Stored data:

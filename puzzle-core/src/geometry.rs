//! Tab polarity generation and piece outline construction.
//!
//! Every interior edge of the grid gets one random polarity. The two cells
//! sharing that edge read it with opposite signs, so one side indents exactly
//! where the other bulges and the pieces interlock.

use geo::{BoundingRect, Intersects};
use geo_types::{LineString, Polygon};
use lyon_geom::{CubicBezierSegment, point};
use rand::Rng;

use crate::constants::{CURVE_TOLERANCE, TAB_NECK_END, TAB_NECK_START, TAB_SIZE_RATIO};
use crate::error::{PuzzleError, Result};
use crate::models::{EdgeTabs, Point, Rect, Size};

/// Polarity of every interior edge of a square grid.
///
/// `vertical[row][col]` is the edge between `(row, col)` and `(row, col + 1)`;
/// `horizontal[row][col]` is the edge between `(row, col)` and `(row + 1, col)`.
#[derive(Clone, Debug, PartialEq, Eq)]
pub struct TabMap {
    grid: usize,
    vertical: Vec<Vec<i8>>,
    horizontal: Vec<Vec<i8>>,
}

fn draw_polarity<R: Rng + ?Sized>(rng: &mut R) -> i8 {
    if rng.random_bool(0.5) { 1 } else { -1 }
}

impl TabMap {
    /// Draws each interior edge independently and uniformly from {-1, +1}.
    pub fn random<R: Rng + ?Sized>(grid: usize, rng: &mut R) -> Self {
        let inner = grid.saturating_sub(1);
        let vertical = (0..grid)
            .map(|_| (0..inner).map(|_| draw_polarity(rng)).collect())
            .collect();
        let horizontal = (0..inner)
            .map(|_| (0..grid).map(|_| draw_polarity(rng)).collect())
            .collect();
        TabMap {
            grid,
            vertical,
            horizontal,
        }
    }

    /// Builds a map from explicit polarities, checking shape and values.
    pub fn from_parts(
        grid: usize,
        vertical: Vec<Vec<i8>>,
        horizontal: Vec<Vec<i8>>,
    ) -> Result<Self> {
        if grid == 0 {
            return Err(PuzzleError::InvalidGridSize(0));
        }
        let inner = grid - 1;
        let shape_ok = vertical.len() == grid
            && vertical.iter().all(|r| r.len() == inner)
            && horizontal.len() == inner
            && horizontal.iter().all(|r| r.len() == grid);
        if !shape_ok {
            return Err(PuzzleError::InvalidGridSize(grid as i64));
        }
        if let Some(&bad) = vertical
            .iter()
            .chain(horizontal.iter())
            .flatten()
            .find(|v| v.abs() != 1)
        {
            return Err(PuzzleError::InvalidPolarity(bad));
        }
        Ok(TabMap {
            grid,
            vertical,
            horizontal,
        })
    }

    pub fn grid_size(&self) -> usize {
        self.grid
    }

    /// Tabs of cell `(row, col)`; perimeter sides are always straight.
    pub fn edge_tabs(&self, row: usize, col: usize) -> EdgeTabs {
        let last = self.grid - 1;
        EdgeTabs {
            top: if row == 0 {
                0
            } else {
                -self.horizontal[row - 1][col]
            },
            right: if col == last { 0 } else { self.vertical[row][col] },
            bottom: if row == last {
                0
            } else {
                self.horizontal[row][col]
            },
            left: if col == 0 {
                0
            } else {
                -self.vertical[row][col - 1]
            },
        }
    }
}

#[derive(Clone, Copy, Debug, PartialEq)]
pub enum PathCommand {
    MoveTo(Point),
    LineTo(Point),
    CubicTo { ctrl1: Point, ctrl2: Point, to: Point },
    Close,
}

/// Closed piece outline in piece-local coordinates.
///
/// Keeps the exact path for painting and a flattened ring for hit-testing.
#[derive(Clone, Debug)]
pub struct Outline {
    commands: Vec<PathCommand>,
    ring: Polygon<f64>,
}

impl PartialEq for Outline {
    fn eq(&self, other: &Self) -> bool {
        self.commands == other.commands
    }
}

impl Outline {
    fn from_commands(commands: Vec<PathCommand>) -> Self {
        let ring = Polygon::new(LineString::from(flatten(&commands)), vec![]);
        Outline { commands, ring }
    }

    pub fn commands(&self) -> &[PathCommand] {
        &self.commands
    }

    /// Polyline approximation of the outline, curves included.
    pub fn flatten(&self) -> Vec<Point> {
        self.ring
            .exterior()
            .coords()
            .map(|c| Point::new(c.x, c.y))
            .collect()
    }

    /// Point-in-outline test; points on the boundary count as inside.
    pub fn contains(&self, local: Point) -> bool {
        self.ring.intersects(&geo_types::Point::new(local.x, local.y))
    }

    /// Bounding box including tab overflow.
    pub fn bounds(&self) -> Rect {
        match self.ring.bounding_rect() {
            Some(r) => Rect::new(r.min().x, r.min().y, r.width(), r.height()),
            None => Rect::default(),
        }
    }
}

fn flatten(commands: &[PathCommand]) -> Vec<(f64, f64)> {
    let mut pts = Vec::new();
    let mut cursor = Point::default();
    for cmd in commands {
        match *cmd {
            PathCommand::MoveTo(p) | PathCommand::LineTo(p) => {
                pts.push((p.x, p.y));
                cursor = p;
            }
            PathCommand::CubicTo { ctrl1, ctrl2, to } => {
                let curve = CubicBezierSegment {
                    from: point(cursor.x, cursor.y),
                    ctrl1: point(ctrl1.x, ctrl1.y),
                    ctrl2: point(ctrl2.x, ctrl2.y),
                    to: point(to.x, to.y),
                };
                curve.for_each_flattened(CURVE_TOLERANCE, &mut |segment| {
                    pts.push((segment.to.x, segment.to.y));
                });
                cursor = to;
            }
            PathCommand::Close => {}
        }
    }
    pts
}

/// Builds the outline of a `size` cell with the given tabs, traversing
/// top, right, bottom, left starting from the local origin.
pub fn build_outline(size: Size, tabs: EdgeTabs) -> Outline {
    let Size { w, h } = size;
    let tab = w.min(h) * TAB_SIZE_RATIO;
    let corners = [
        Point::new(0.0, 0.0),
        Point::new(w, 0.0),
        Point::new(w, h),
        Point::new(0.0, h),
    ];
    let mut cmds = vec![PathCommand::MoveTo(corners[0])];
    for (i, polarity) in tabs.sides().into_iter().enumerate() {
        edge(&mut cmds, corners[i], corners[(i + 1) % 4], polarity, tab);
    }
    cmds.push(PathCommand::Close);
    Outline::from_commands(cmds)
}

fn edge(cmds: &mut Vec<PathCommand>, from: Point, to: Point, polarity: i8, tab: f64) {
    if polarity == 0 {
        cmds.push(PathCommand::LineTo(to));
        return;
    }
    let dx = to.x - from.x;
    let dy = to.y - from.y;
    let len = dx.hypot(dy);
    // Unit normal; with clockwise traversal on a y-down canvas it points into the cell.
    let (nx, ny) = (-dy / len, dx / len);
    let s = polarity as f64 * tab;
    let along = |f: f64| Point::new(from.x + dx * f, from.y + dy * f);
    let lift = |p: Point, k: f64| Point::new(p.x + nx * s * k, p.y + ny * s * k);

    let neck_in = along(TAB_NECK_START);
    let neck_out = along(TAB_NECK_END);
    cmds.push(PathCommand::LineTo(neck_in));
    cmds.push(PathCommand::CubicTo {
        ctrl1: lift(neck_in, 0.2),
        ctrl2: lift(along(0.4), 0.9),
        to: lift(along(0.5), 1.0),
    });
    cmds.push(PathCommand::CubicTo {
        ctrl1: lift(along(0.6), 0.9),
        ctrl2: lift(neck_out, 0.2),
        to: neck_out,
    });
    cmds.push(PathCommand::LineTo(to));
}

#[cfg(test)]
mod tests {
    use super::*;
    use rand::SeedableRng;
    use rand::rngs::StdRng;

    fn square(tabs: EdgeTabs) -> Outline {
        build_outline(Size::new(100.0, 100.0), tabs)
    }

    #[test]
    fn neighbours_carry_opposite_tabs() {
        let mut rng = StdRng::seed_from_u64(7);
        let map = TabMap::random(6, &mut rng);
        for r in 0..6 {
            for c in 0..6 {
                let a = map.edge_tabs(r, c);
                if c + 1 < 6 {
                    assert_eq!(a.right, -map.edge_tabs(r, c + 1).left);
                    assert_ne!(a.right, 0);
                }
                if r + 1 < 6 {
                    assert_eq!(a.bottom, -map.edge_tabs(r + 1, c).top);
                    assert_ne!(a.bottom, 0);
                }
            }
        }
    }

    #[test]
    fn perimeter_edges_are_straight() {
        let mut rng = StdRng::seed_from_u64(11);
        let n = 5;
        let map = TabMap::random(n, &mut rng);
        for i in 0..n {
            assert_eq!(map.edge_tabs(0, i).top, 0);
            assert_eq!(map.edge_tabs(n - 1, i).bottom, 0);
            assert_eq!(map.edge_tabs(i, 0).left, 0);
            assert_eq!(map.edge_tabs(i, n - 1).right, 0);
        }
    }

    #[test]
    fn single_cell_grid_has_no_tabs() {
        let mut rng = StdRng::seed_from_u64(1);
        let map = TabMap::random(1, &mut rng);
        assert_eq!(map.grid_size(), 1);
        assert_eq!(map.edge_tabs(0, 0), EdgeTabs::default());
    }

    #[test]
    fn same_seed_gives_identical_outlines() {
        let build = || {
            let mut rng = StdRng::seed_from_u64(42);
            let map = TabMap::random(4, &mut rng);
            build_outline(Size::new(37.5, 41.25), map.edge_tabs(1, 2))
        };
        let a = build();
        let b = build();
        assert_eq!(a, b);
        let bits = |o: &Outline| -> Vec<u64> {
            o.flatten()
                .iter()
                .flat_map(|p| [p.x.to_bits(), p.y.to_bits()])
                .collect()
        };
        assert_eq!(bits(&a), bits(&b));
    }

    #[test]
    fn straight_edges_produce_plain_rectangle() {
        let o = square(EdgeTabs::default());
        assert_eq!(o.commands().len(), 6);
        assert_eq!(o.bounds(), Rect::new(0.0, 0.0, 100.0, 100.0));
    }

    #[test]
    fn negative_tab_bulges_out_positive_indents() {
        // tab depth is 25px on a 100px cell
        let bulge = square(EdgeTabs::new(0, -1, 0, 0).unwrap());
        assert!(bulge.contains(Point::new(115.0, 50.0)));
        assert!((bulge.bounds().right() - 125.0).abs() < 1e-6);

        let socket = square(EdgeTabs::new(0, 1, 0, 0).unwrap());
        assert!(!socket.contains(Point::new(90.0, 50.0)));
        assert!(socket.contains(Point::new(90.0, 10.0)));
        assert!((socket.bounds().right() - 100.0).abs() < 1e-6);
    }

    #[test]
    fn mating_edges_fill_the_same_region() {
        // Right bulge of one cell must match the left socket of its neighbour.
        let left = square(EdgeTabs::new(0, -1, 0, 0).unwrap());
        let right = square(EdgeTabs::new(0, 0, 0, 1).unwrap());
        for y in [42.0, 50.0, 58.0] {
            let p = Point::new(110.0, y);
            assert!(left.contains(p));
            assert!(!right.contains(Point::new(p.x - 100.0, p.y)));
        }
    }

    #[test]
    fn from_parts_validates_shape_and_values() {
        let map = TabMap::from_parts(2, vec![vec![1], vec![-1]], vec![vec![1, 1]]).unwrap();
        assert_eq!(map.grid_size(), 2);
        assert_eq!(
            TabMap::from_parts(2, vec![vec![1], vec![0]], vec![vec![1, 1]]),
            Err(PuzzleError::InvalidPolarity(0))
        );
        assert_eq!(
            TabMap::from_parts(2, vec![vec![1]], vec![vec![1, 1]]),
            Err(PuzzleError::InvalidGridSize(2))
        );
    }
}
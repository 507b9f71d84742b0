use serde::{Deserialize, Serialize};

use crate::constants::HIT_MARGIN_RATIO;
use crate::error::{PuzzleError, Result};
use crate::geometry::Outline;

/// Basic two dimensional point in canvas pixels.
#[derive(Clone, Copy, Debug, Default, PartialEq, Serialize, Deserialize)]
pub struct Point {
    pub x: f64,
    pub y: f64,
}

impl Point {
    pub const fn new(x: f64, y: f64) -> Self {
        Point { x, y }
    }

    pub fn distance(self, other: Point) -> f64 {
        (self.x - other.x).hypot(self.y - other.y)
    }

    pub fn offset_from(self, origin: Point) -> Point {
        Point::new(self.x - origin.x, self.y - origin.y)
    }
}

impl From<(f64, f64)> for Point {
    fn from(v: (f64, f64)) -> Self {
        Point { x: v.0, y: v.1 }
    }
}

#[derive(Clone, Copy, Debug, Default, PartialEq, Serialize, Deserialize)]
pub struct Size {
    pub w: f64,
    pub h: f64,
}

impl Size {
    pub const fn new(w: f64, h: f64) -> Self {
        Size { w, h }
    }
}

/// Axis-aligned rectangle, origin at the top-left corner.
#[derive(Clone, Copy, Debug, Default, PartialEq, Serialize, Deserialize)]
pub struct Rect {
    pub x: f64,
    pub y: f64,
    pub w: f64,
    pub h: f64,
}

impl Rect {
    pub const fn new(x: f64, y: f64, w: f64, h: f64) -> Self {
        Rect { x, y, w, h }
    }

    pub fn from_origin(origin: Point, size: Size) -> Self {
        Rect::new(origin.x, origin.y, size.w, size.h)
    }

    pub fn right(&self) -> f64 {
        self.x + self.w
    }

    pub fn bottom(&self) -> f64 {
        self.y + self.h
    }

    pub fn origin(&self) -> Point {
        Point::new(self.x, self.y)
    }

    /// Inclusive containment test.
    pub fn contains(&self, p: Point) -> bool {
        p.x >= self.x && p.x <= self.right() && p.y >= self.y && p.y <= self.bottom()
    }

    /// True when the two rectangles share interior area; touching edges do not count.
    pub fn overlaps(&self, other: &Rect) -> bool {
        self.x < other.right()
            && other.x < self.right()
            && self.y < other.bottom()
            && other.y < self.bottom()
    }

    pub fn inflate(&self, dx: f64, dy: f64) -> Rect {
        Rect::new(self.x - dx, self.y - dy, self.w + 2.0 * dx, self.h + 2.0 * dy)
    }
}

/// Natural dimensions of a decoded level image.
#[derive(Clone, Copy, Debug, PartialEq, Eq, Serialize, Deserialize)]
pub struct ImageInfo {
    pub width: u32,
    pub height: u32,
}

impl ImageInfo {
    pub fn new(width: u32, height: u32) -> Result<Self> {
        if width == 0 || height == 0 {
            return Err(PuzzleError::InvalidImage { width, height });
        }
        Ok(ImageInfo { width, height })
    }

    pub fn aspect(&self) -> f64 {
        self.width as f64 / self.height as f64
    }

    /// Full-image crop; the source region mapped onto the target outline.
    pub fn full_crop(&self) -> Rect {
        Rect::new(0.0, 0.0, self.width as f64, self.height as f64)
    }
}

/// Per-side tab polarity of one piece.
///
/// `0` is a straight border edge, `+1` indents into the piece and `-1` bulges
/// out of it. Neighbours always carry opposite values on their shared edge.
#[derive(Clone, Copy, Debug, Default, PartialEq, Eq, Serialize, Deserialize)]
pub struct EdgeTabs {
    pub top: i8,
    pub right: i8,
    pub bottom: i8,
    pub left: i8,
}

impl EdgeTabs {
    pub fn new(top: i8, right: i8, bottom: i8, left: i8) -> Result<Self> {
        for v in [top, right, bottom, left] {
            if !(-1..=1).contains(&v) {
                return Err(PuzzleError::InvalidPolarity(v));
            }
        }
        Ok(EdgeTabs {
            top,
            right,
            bottom,
            left,
        })
    }

    /// Sides in outline traversal order: top, right, bottom, left.
    pub fn sides(&self) -> [i8; 4] {
        [self.top, self.right, self.bottom, self.left]
    }
}

/// One jigsaw piece. The outline is stored in piece-local coordinates with the
/// cell's top-left corner at the origin.
#[derive(Clone, Debug)]
pub struct Piece {
    pub row: usize,
    pub col: usize,
    /// Correct top-left position inside the target outline.
    pub target: Point,
    /// Live, draggable top-left position.
    pub pos: Point,
    pub size: Size,
    pub tabs: EdgeTabs,
    pub outline: Outline,
    pub locked: bool,
    pub z_index: u32,
}

impl Piece {
    pub fn distance_to_target(&self) -> f64 {
        self.pos.distance(self.target)
    }

    /// Cell rectangle at the current position, ignoring tab overflow.
    pub fn bounds(&self) -> Rect {
        Rect::from_origin(self.pos, self.size)
    }

    /// Two-phase hit test: padded bounding box first, then the curved outline.
    pub fn hit(&self, p: Point) -> bool {
        let slack = self
            .bounds()
            .inflate(self.size.w * HIT_MARGIN_RATIO, self.size.h * HIT_MARGIN_RATIO);
        if !slack.contains(p) {
            return false;
        }
        self.outline.contains(p.offset_from(self.pos))
    }

    /// Moves onto the target slot and freezes the piece in the background layer.
    pub(crate) fn lock_in_place(&mut self) {
        self.pos = self.target;
        self.locked = true;
        self.z_index = 0;
    }
}

/// Resolved geometry of the level currently on screen.
#[derive(Clone, Copy, Debug, PartialEq, Serialize, Deserialize)]
pub struct PuzzleLayout {
    pub grid_size: usize,
    pub target: Rect,
    pub crop: Rect,
    pub piece_size: Size,
}

impl PuzzleLayout {
    pub fn cell_origin(&self, row: usize, col: usize) -> Point {
        Point::new(
            self.target.x + col as f64 * self.piece_size.w,
            self.target.y + row as f64 * self.piece_size.h,
        )
    }
}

:: ACTION ITEM ::
Pull out every line of the records that includes the string "inflate".

:: RESULT FOR THIS EXERCISE ::
    pub fn inflate(&self, dx: f64, dy: f64) -> Rect {
            .inflate(self.size.w * HIT_MARGIN_RATIO, self.size.h * HIT_MARGIN_RATIO);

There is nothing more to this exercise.